Black Lives Matter Protests Extend Into Ohio's Predominately White Suburbs
Updated 10:10 a.m., June 23, 2020
With her children behind her, Danielle Humphries stood in her front yard weeping and yelling "Thank you!" to marchers passing by chanting “Black Lives Matter” across the street from Claggett Middle School in Medina.
“It’s hard to explain the feeling. I got chills,” Humphries said.
Danielle Humphries and her children got emotional as marchers passed by their Medina home on June 7. [Gabriel Kramer / ideastream]
In 2002, Humphries, who is Black, moved her family from Canton to Medina – a predominately-white suburb 40 minutes south of Cleveland.
“There’s always been kind of a thing here, you know, with Medina,” she said, explaining that she hasn't always felt welcome as a Black woman. “So, to see all those people was just wonderful.”
Black Lives Matter demonstrations have become a regular occurrence across America’s major cities – most notably in urban centers with large Black populations – since George Floyd's death under the knee of a Minneapolis police officer last month.
Cleveland, where about half of residents are Black, and Columbus, which is about 40 percent Black, both saw several protests; demonstrators continue to clash with police in Columbus.
But small, mostly white cities, where Black people make up less than 5 percent of the population, also have seen protests and rallies of their own.
The early June demonstration in Medina that moved Humphries to tears was organized by Mimi and Malik Tuck. The Tuck siblings, who now live in Columbus, were determined to make sure Black voices were heard in their hometown.
“If we’re going to make change, we have to make change with people who aren’t Black, as well," Malik Tuck said. "So I think it was important to go and speak to people in Medina to be like, ‘Hey, this is going on and if we’re going to make change, we need you guys to be fully aware of what’s happening and we have to challenge you to make change.'"
Malik Tuck, now a Columbus resident, graduated from Medina High School in 2011. [Gabriel Kramer / ideastream]
Medina’s population is about 92 percent white and less than 3 percent Black, according to the U.S. Census Bureau.
Its seven city council members and the mayor, who is in his third term in that office after having also served as the city's police chief, are all white.
The Tucks have been attending protests in Columbus. But because the demographics are so different in their hometown, the message they shared in Medina was tailored a little differently from what they heard in Columbus.
“The message that we more so are giving out [in Medina] was mainly directed towards people who are not aware of what Black people might be going though or not be aware of the prejudices they have,” Mimi Tuck said. “If we were to go somewhere like Cleveland or even here in Columbus, I think the message would be a little bit more towards Black empowerment.”
Mimi Tuck graduated from Medina High School in 2013. [Gabriel Kramer / ideastream]
The last few weeks have brought several different racial injustice demonstrations to Medina.

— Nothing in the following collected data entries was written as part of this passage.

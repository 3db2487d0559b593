//! HTTP session management for MCP transport
//!
//! Sessions are identified by a UUID handed out on `initialize`, expire after
//! 30 minutes of inactivity, and are capped at a configurable count.

use chrono::{DateTime, Duration, Utc};
use std::collections::HashMap;
use std::sync::{Arc, PoisonError, RwLock, RwLockReadGuard, RwLockWriteGuard};
use uuid::Uuid;

/// Idle time after which a session expires
pub const SESSION_TIMEOUT_MINUTES: i64 = 30;

/// Default cap on concurrent sessions
pub const DEFAULT_MAX_SESSIONS: usize = 50;

type SessionMap = HashMap<Uuid, StreamableHttpSession>;

/// Session metadata for HTTP transport
#[derive(Debug, Clone)]
pub struct StreamableHttpSession {
    /// Unique session identifier (UUID v4)
    pub session_id: Uuid,

    /// Client metadata (User-Agent)
    pub client_metadata: HashMap<String, String>,

    /// Session creation timestamp
    pub created_at: DateTime<Utc>,

    /// Last activity timestamp (updated on each request)
    pub last_activity: DateTime<Utc>,

    /// Session expiration timestamp (created_at + 30 minutes)
    pub expires_at: DateTime<Utc>,
}

impl StreamableHttpSession {
    /// Create a new session
    pub fn new(client_metadata: HashMap<String, String>) -> Self {
        let now = Utc::now();
        let expires_at = now + Duration::minutes(SESSION_TIMEOUT_MINUTES);

        Self {
            session_id: Uuid::new_v4(),
            client_metadata,
            created_at: now,
            last_activity: now,
            expires_at,
        }
    }

    /// Check if session has expired
    pub fn is_expired(&self) -> bool {
        Utc::now() > self.expires_at
    }

    /// Update last activity timestamp and extend expiration
    pub fn touch(&mut self) {
        let now = Utc::now();
        self.last_activity = now;
        self.expires_at = now + Duration::minutes(SESSION_TIMEOUT_MINUTES);
    }
}

/// Thread-safe session store
#[derive(Clone)]
pub struct SessionStore {
    /// Active sessions keyed by session ID
    sessions: Arc<RwLock<SessionMap>>,

    /// Maximum concurrent sessions
    max_sessions: usize,
}

impl SessionStore {
    /// Create a new session store
    pub fn new(max_sessions: usize) -> Self {
        Self {
            sessions: Arc::new(RwLock::new(HashMap::new())),
            max_sessions,
        }
    }

    fn read(&self) -> RwLockReadGuard<'_, SessionMap> {
        self.sessions.read().unwrap_or_else(PoisonError::into_inner)
    }

    fn write(&self) -> RwLockWriteGuard<'_, SessionMap> {
        self.sessions.write().unwrap_or_else(PoisonError::into_inner)
    }

    /// Create a new session and store it
    ///
    /// Expired sessions are swept first so they never count against the limit.
    ///
    /// # Errors
    /// - `SessionLimitExceeded` if max_sessions reached
    pub fn create_session(
        &self,
        client_metadata: HashMap<String, String>,
    ) -> Result<Uuid, SessionError> {
        let mut sessions = self.write();
        let now = Utc::now();
        sessions.retain(|_, session| session.expires_at >= now);

        if sessions.len() >= self.max_sessions {
            return Err(SessionError::SessionLimitExceeded(self.max_sessions));
        }

        let session = StreamableHttpSession::new(client_metadata);
        let session_id = session.session_id;

        sessions.insert(session_id, session);

        Ok(session_id)
    }

    /// Validate session and update activity timestamp
    ///
    /// # Errors
    /// - `SessionNotFound` if session ID doesn't exist
    /// - `SessionExpired` if session was idle past the timeout
    pub fn validate_session(&self, session_id: Uuid) -> Result<(), SessionError> {
        let mut sessions = self.write();

        match sessions.get_mut(&session_id) {
            Some(session) => {
                if session.is_expired() {
                    sessions.remove(&session_id);
                    Err(SessionError::SessionExpired(session_id))
                } else {
                    session.touch();
                    Ok(())
                }
            }
            None => Err(SessionError::SessionNotFound(session_id)),
        }
    }

    #[cfg(test)]
    fn get_session(&self, session_id: Uuid) -> Option<StreamableHttpSession> {
        self.read().get(&session_id).cloned()
    }

    /// Remove a session (client-initiated close)
    pub fn remove_session(&self, session_id: Uuid) -> bool {
        self.write().remove(&session_id).is_some()
    }

    /// Remove expired sessions
    ///
    /// Returns the number of sessions removed.
    pub fn cleanup_expired_sessions(&self) -> usize {
        let mut sessions = self.write();
        let before = sessions.len();
        let now = Utc::now();
        sessions.retain(|_, session| session.expires_at >= now);
        before - sessions.len()
    }

    /// Get current session count
    pub fn session_count(&self) -> usize {
        self.read().len()
    }

    pub fn max_sessions(&self) -> usize {
        self.max_sessions
    }

    #[cfg(test)]
    fn expire(&self, session_id: Uuid) {
        if let Some(session) = self.write().get_mut(&session_id) {
            session.expires_at = Utc::now() - Duration::seconds(1);
        }
    }
}

impl Default for SessionStore {
    fn default() -> Self {
        Self::new(DEFAULT_MAX_SESSIONS)
    }
}

/// Session-related errors
#[derive(Debug, thiserror::Error)]
pub enum SessionError {
    #[error("Session not found: {0}")]
    SessionNotFound(Uuid),

    #[error("Session expired: {0}")]
    SessionExpired(Uuid),

    #[error("Session limit exceeded: maximum {0} concurrent sessions")]
    SessionLimitExceeded(usize),

    #[error("Invalid session ID format")]
    InvalidSessionId,
}

#[cfg(test)]
mod tests {
    use super::*;

    #[test]
    fn test_create_session() {
        let store = SessionStore::new(50);
        let metadata = HashMap::new();

        let session_id = store.create_session(metadata).unwrap();
        assert_eq!(store.session_count(), 1);

        let session = store.get_session(session_id).unwrap();
        assert_eq!(session.session_id, session_id);
        assert!(!session.is_expired());
    }

    #[test]
    fn test_session_limit() {
        let store = SessionStore::new(2);

        let _ = store.create_session(HashMap::new()).unwrap();
        let _ = store.create_session(HashMap::new()).unwrap();

        // Third session should fail
        let result = store.create_session(HashMap::new());
        assert!(matches!(result, Err(SessionError::SessionLimitExceeded(2))));
    }

    #[test]
    fn test_validate_session() {
        let store = SessionStore::new(50);
        let session_id = store.create_session(HashMap::new()).unwrap();

        // Should validate successfully
        assert!(store.validate_session(session_id).is_ok());

        // Invalid session should fail
        let fake_id = Uuid::new_v4();
        assert!(matches!(
            store.validate_session(fake_id),
            Err(SessionError::SessionNotFound(_))
        ));
    }

    #[test]
    fn test_session_touch() {
        let store = SessionStore::new(50);
        let session_id = store.create_session(HashMap::new()).unwrap();

        let original_expiry = store.get_session(session_id).unwrap().expires_at;

        // Validate (which calls touch)
        std::thread::sleep(std::time::Duration::from_millis(10));
        store.validate_session(session_id).unwrap();

        let new_expiry = store.get_session(session_id).unwrap().expires_at;
        assert!(new_expiry > original_expiry);
    }

    #[test]
    fn test_expired_session_rejected_and_removed() {
        let store = SessionStore::new(50);
        let session_id = store.create_session(HashMap::new()).unwrap();
        store.expire(session_id);

        assert!(matches!(
            store.validate_session(session_id),
            Err(SessionError::SessionExpired(_))
        ));
        assert_eq!(store.session_count(), 0);
    }

    #[test]
    fn test_expired_sessions_free_capacity() {
        let store = SessionStore::new(1);
        let first = store.create_session(HashMap::new()).unwrap();
        store.expire(first);

        assert!(store.create_session(HashMap::new()).is_ok());
        assert_eq!(store.session_count(), 1);
    }

    #[test]
    fn test_cleanup_and_remove() {
        let store = SessionStore::new(50);
        let stale = store.create_session(HashMap::new()).unwrap();
        let live = store.create_session(HashMap::new()).unwrap();
        store.expire(stale);

        assert_eq!(store.cleanup_expired_sessions(), 1);
        assert!(store.remove_session(live));
        assert!(!store.remove_session(live));
        assert_eq!(store.session_count(), 0);
    }
}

And the suburb of about 26,000 people is not alone.
A large group rallied the first week of June in Chagrin Falls, where about 97 percent of the village’s 4,000 residents are white, according to census data.
“I’m very happy to say Chagrin provided a very safe environment for the people that wished to assemble and protest, as is their constitutional rights,” said Chagrin Falls Mayor Bill Tomko. “We protected the property in Chagrin and their rights and everybody was heard.”
Protests against racial injustice also popped up in Strongsville, Brecksville, Lakewood and other predominately white Northeast Ohio suburbs.
Ronnie Dunn, an urban studies professor at Cleveland State University, said he's surprised to see demonstrations in such suburbs. Having these kinds of protests in white communities, he said, is what separates this movement from similar periods of protest of the recent past.
Hundreds of people showed up for a demonstration in Lakewood Park on June 13. [Gabriel Kramer / ideastream]
“The fact that they’re now being held in predominately white suburbs and communities, that’s very heartening. I think that that is what is going to help tip the scales in the right direction," Dunn said. "Black and people of color alone, we can’t resolve racism in America. It takes white America to help address and resolve issues of race and racism.”
The real impact of protests in predominantly white communities, he said, will depend on whether the events lead to real policy changes.
Protests alone aren't enough, the Tuck siblings agree, back home in Medina or anywhere else.
“Just about every protest I’ve been to, I feel like afterwards I’m talking to people, I’m kind of like, ‘Okay, what’s next?’” said Mimi Tuck. “If you settle for the cautiously optimistic, you might almost be setting yourself up to not expect more.”
Malik Tuck added, “Once life, or America, goes back to quote unquote normal, are people going to get back to what they were doing or are they going to forget about it?”
The Medina demonstration ended at the Medina Public Square. [Gabriel Kramer / ideastream]
Humphries will never forget the June 7 march against racial injustice in Medina.
“That procession, it was the be-all and the end-all for me,” Humphries said, “it made me feel like a part of the community.”